The World’s First Psychologist
You’ve probably never even heard of Wilhelm Wundt.
If we look back into history, psychology as such is not yet that old. It wasn’t until 1879 that Wilhelm Wundt (1832–1920) opened the first official psychology laboratory in Leipzig, Germany.
As a modern science, it’s not even one and a half-century old. In earlier eras, however, psychology-related topics were raised mostly by philosophers. Thus, psychology can be traced back as far as thousands of years, for instance to the world of the Ancient Greeks — with Socrates, Plato, and Aristotle — and in the Far East to the times of Confucius and Buddha.

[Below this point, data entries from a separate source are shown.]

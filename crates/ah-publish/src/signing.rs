//! HMAC-SHA256 webhook signing, adapted from the teacher's `sign_webhook`
//! (`fc-router/src/mediator.rs`): signs `timestamp + body` and hex-encodes
//! the MAC. Header names are generalized since this system's payloads are
//! not FlowCatalyst-specific.

use chrono::Utc;
use hmac::{Hmac, Mac};
use sha2::Sha256;

pub const SIGNATURE_HEADER: &str = "X-Alert-Signature";
pub const TIMESTAMP_HEADER: &str = "X-Alert-Timestamp";

type HmacSha256 = Hmac<Sha256>;

/// Returns `(signature_hex, timestamp)`.
pub fn sign(payload: &str, signing_secret: &str) -> (String, String) {
    let timestamp = Utc::now().format("%Y-%m-%dT%H:%M:%S%.3fZ").to_string();
    let signature_payload = format!("{timestamp}{payload}");

    let mut mac = HmacSha256::new_from_slice(signing_secret.as_bytes())
        .expect("HMAC accepts a key of any length");
    mac.update(signature_payload.as_bytes());
    let signature = hex::encode(mac.finalize().into_bytes());

    (signature, timestamp)
}

#[cfg(test)]
mod tests {
    use super::*;

    #[test]
    fn signature_is_deterministic_for_fixed_timestamp_inputs() {
        let (sig_a, _) = sign("{}", "secret");
        assert_eq!(sig_a.len(), 64);
        assert!(sig_a.chars().all(|c| c.is_ascii_hexdigit()));
    }

    #[test]
    fn different_secrets_produce_different_signatures() {
        let payload = "{\"a\":1}";
        let (sig_a, ts) = sign(payload, "secret-one");
        let mut mac = HmacSha256::new_from_slice(b"secret-two").unwrap();
        mac.update(format!("{ts}{payload}").as_bytes());
        let sig_b = hex::encode(mac.finalize().into_bytes());
        assert_ne!(sig_a, sig_b);
    }
}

If we take a closer look at Western philosophy in more recent centuries, we find the basics of psychology as we know it today.
Matter over mind
In seventeenth-century France, René Descartes (1596–1650) proclaimed the now-famous sentence, “Cogito ergo sum”, “I think, therefore I am”. Until Descartes, the understanding of who and what we are was mainly subject to religious views. The Cartesian dualistic view maintained that we humans consist of a material body and an immaterial soul. Most of our inner workings were attributed to the soul. Descartes, however, submitted that most of what we do, such as eating, drinking, sleeping, walking, et cetera, could…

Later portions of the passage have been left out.